Niagara Gazette — Lewiston-Porter High School Principal Paul Casseri knows bullying is one of the major issues school children face in 2013. He knows it happens in many new ways teachers and administrators aren't always keen to, as well as in potentially violent, face-to-face encounters.
Keeping track of it all is still a requirement under New York's Dignity For All Students Act, though, no matter which form it takes.
"It may have happened from home computer to home computer," he said Tuesday as he delivered an updated code of conduct presentation to the Lew-Port School Board. "Just because it happens at home, a student might be subjected to a less-than-positive school experience.
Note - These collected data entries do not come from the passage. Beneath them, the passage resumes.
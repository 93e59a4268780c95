//! Board data model and coordinate mapping.
//!
//! Vertices use the Go convention: column letters `A`-`T` skipping `I`
//! (to avoid confusion with `J`), row numbers starting at 1 on the
//! bottom row. Internally coordinates are 0-based `(col, row)` pairs
//! with row 0 at the bottom, so the text form is orientation-stable no
//! matter how a caller lays out its own arrays.
//!
//! A board state is simply a set of stones; it is always derived by
//! replaying a move path, never edited in place.

use std::collections::HashSet;
use std::fmt;

use serde::{Deserialize, Serialize};

use crate::error::{GameError, Result};

/// Column letters in board order. `I` is skipped by convention.
pub const COLUMNS: &[u8] = b"ABCDEFGHJKLMNOPQRST";

/// Stone color. Serializes as `"B"` / `"W"` on the wire.
#[derive(Copy, Clone, Debug, PartialEq, Eq, Hash, PartialOrd, Ord, Serialize, Deserialize)]
pub enum Color {
    #[serde(rename = "B")]
    Black,
    #[serde(rename = "W")]
    White,
}

impl Color {
    /// The opposing color.
    pub fn other(self) -> Color {
        match self {
            Color::Black => Color::White,
            Color::White => Color::Black,
        }
    }
}

impl fmt::Display for Color {
    fn fmt(&self, f: &mut fmt::Formatter<'_>) -> fmt::Result {
        match self {
            Color::Black => write!(f, "B"),
            Color::White => write!(f, "W"),
        }
    }
}

/// A point on the board: 0-based column and row, row 0 at the bottom.
#[derive(Copy, Clone, Debug, PartialEq, Eq, Hash, PartialOrd, Ord)]
pub struct Coord {
    pub col: u8,
    pub row: u8,
}

impl Coord {
    /// Parse a vertex like `"D4"` against a board of the given size.
    ///
    /// # Errors
    /// [`GameError::InvalidCoordinate`] for malformed text, the skipped
    /// letter `I`, or a vertex outside the board.
    pub fn from_text(s: &str, size: usize) -> Result<Coord> {
        let err = || GameError::InvalidCoordinate(s.to_string());
        let cols = &COLUMNS[..size.min(COLUMNS.len())];

        let mut chars = s.chars();
        let letter = chars.next().ok_or_else(err)?.to_ascii_uppercase();
        let col = cols
            .iter()
            .position(|&c| c as char == letter)
            .ok_or_else(err)?;

        let row: usize = chars.as_str().parse().map_err(|_| err())?;
        if row == 0 || row > size {
            return Err(err());
        }

        Ok(Coord {
            col: col as u8,
            row: (row - 1) as u8,
        })
    }

    /// The vertex text, e.g. `"D4"`.
    pub fn text(&self) -> String {
        format!("{}{}", COLUMNS[self.col as usize] as char, self.row + 1)
    }
}

impl fmt::Display for Coord {
    fn fmt(&self, f: &mut fmt::Formatter<'_>) -> fmt::Result {
        write!(f, "{}", self.text())
    }
}

/// The up-to-4 orthogonal neighbors of a point, clipped to the board.
pub fn neighbors(coord: Coord, size: usize) -> Vec<Coord> {
    let (c, r) = (coord.col as usize, coord.row as usize);
    let mut v = Vec::with_capacity(4);
    if c > 0 {
        v.push(Coord { col: coord.col - 1, row: coord.row });
    }
    if c + 1 < size {
        v.push(Coord { col: coord.col + 1, row: coord.row });
    }
    if r > 0 {
        v.push(Coord { col: coord.col, row: coord.row - 1 });
    }
    if r + 1 < size {
        v.push(Coord { col: coord.col, row: coord.row + 1 });
    }
    v
}

/// A colored stone on a point. At most one stone per coordinate in any
/// board state.
#[derive(Copy, Clone, Debug, PartialEq, Eq, Hash, PartialOrd, Ord)]
pub struct Stone {
    pub color: Color,
    pub coord: Coord,
}

/// The set of stones currently on the board.
pub type BoardState = HashSet<Stone>;

/// A recorded move.
#[derive(Copy, Clone, Debug, PartialEq, Eq)]
pub enum Move {
    /// Root placeholder: the empty board before any move.
    Start,
    /// A turn spent without placing a stone.
    Pass(Color),
    /// A stone placed on the board.
    Place(Stone),
}

impl Move {
    /// The color that made the move. The start placeholder counts as
    /// White so that Black opens the game.
    pub fn color(&self) -> Color {
        match self {
            Move::Start => Color::White,
            Move::Pass(color) => *color,
            Move::Place(stone) => stone.color,
        }
    }

    /// The vertex text: `""` for start, `"pass"` for a pass.
    pub fn vertex(&self) -> String {
        match self {
            Move::Start => String::new(),
            Move::Pass(_) => "pass".to_string(),
            Move::Place(stone) => stone.coord.text(),
        }
    }

    /// The placed stone, if any. Passes and the start placeholder put
    /// nothing on the board.
    pub fn placement(&self) -> Option<Stone> {
        match self {
            Move::Place(stone) => Some(*stone),
            _ => None,
        }
    }
}

/// Human-readable listing of a stone set, sorted for stable output.
pub fn describe(stones: &BoardState) -> String {
    let mut items: Vec<&Stone> = stones.iter().collect();
    items.sort();
    let texts: Vec<String> = items
        .iter()
        .map(|s| format!("{} {}", s.color, s.coord))
        .collect();
    texts.join(", ")
}

/// ASCII diagram of a board state: `#` for Black, `o` for White.
/// Rows are printed top-down with a column footer.
pub fn render(state: &BoardState, size: usize) -> String {
    let cols = &COLUMNS[..size.min(COLUMNS.len())];
    let mut lines = Vec::with_capacity(size + 1);

    for row in (0..size).rev() {
        let cells: Vec<&str> = (0..size)
            .map(|col| {
                let coord = Coord { col: col as u8, row: row as u8 };
                if state.contains(&Stone { color: Color::Black, coord }) {
                    " #"
                } else if state.contains(&Stone { color: Color::White, coord }) {
                    " o"
                } else {
                    " ."
                }
            })
            .collect();
        lines.push(format!("{:2} {}", row + 1, cells.join(" ")));
    }

    let footer: Vec<String> = cols.iter().map(|&c| (c as char).to_string()).collect();
    lines.push(format!("    {}", footer.join("  ")));
    lines.join("\n")
}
So we still have to address it."
Casseri, along with the middle school team of Principal Dean Ramirez and Assistant Principal Andrew Krazmien, presented the updated policies designed to guide students, employees, parents and visitors in how to act while on campus.
There wasn't much change proposed from the district's operations last year, but the response to perceived and alleged bullying is one of the major updates to the code, which will be adopted next month by the school board.
Casseri said teachers and staff are expected to immediately confront instances of bullying reported as soon as possible. To comply, the high school has two point-people set up to handle all reports and to facilitate whatever intervention is necessary, be it sit-downs or stricter detentions or suspensions.
"If someone brings it to our attention, we have to follow it up," he said. "Sometimes, it's just a meeting. Sometimes, it's more severe. We look at every incident on its face."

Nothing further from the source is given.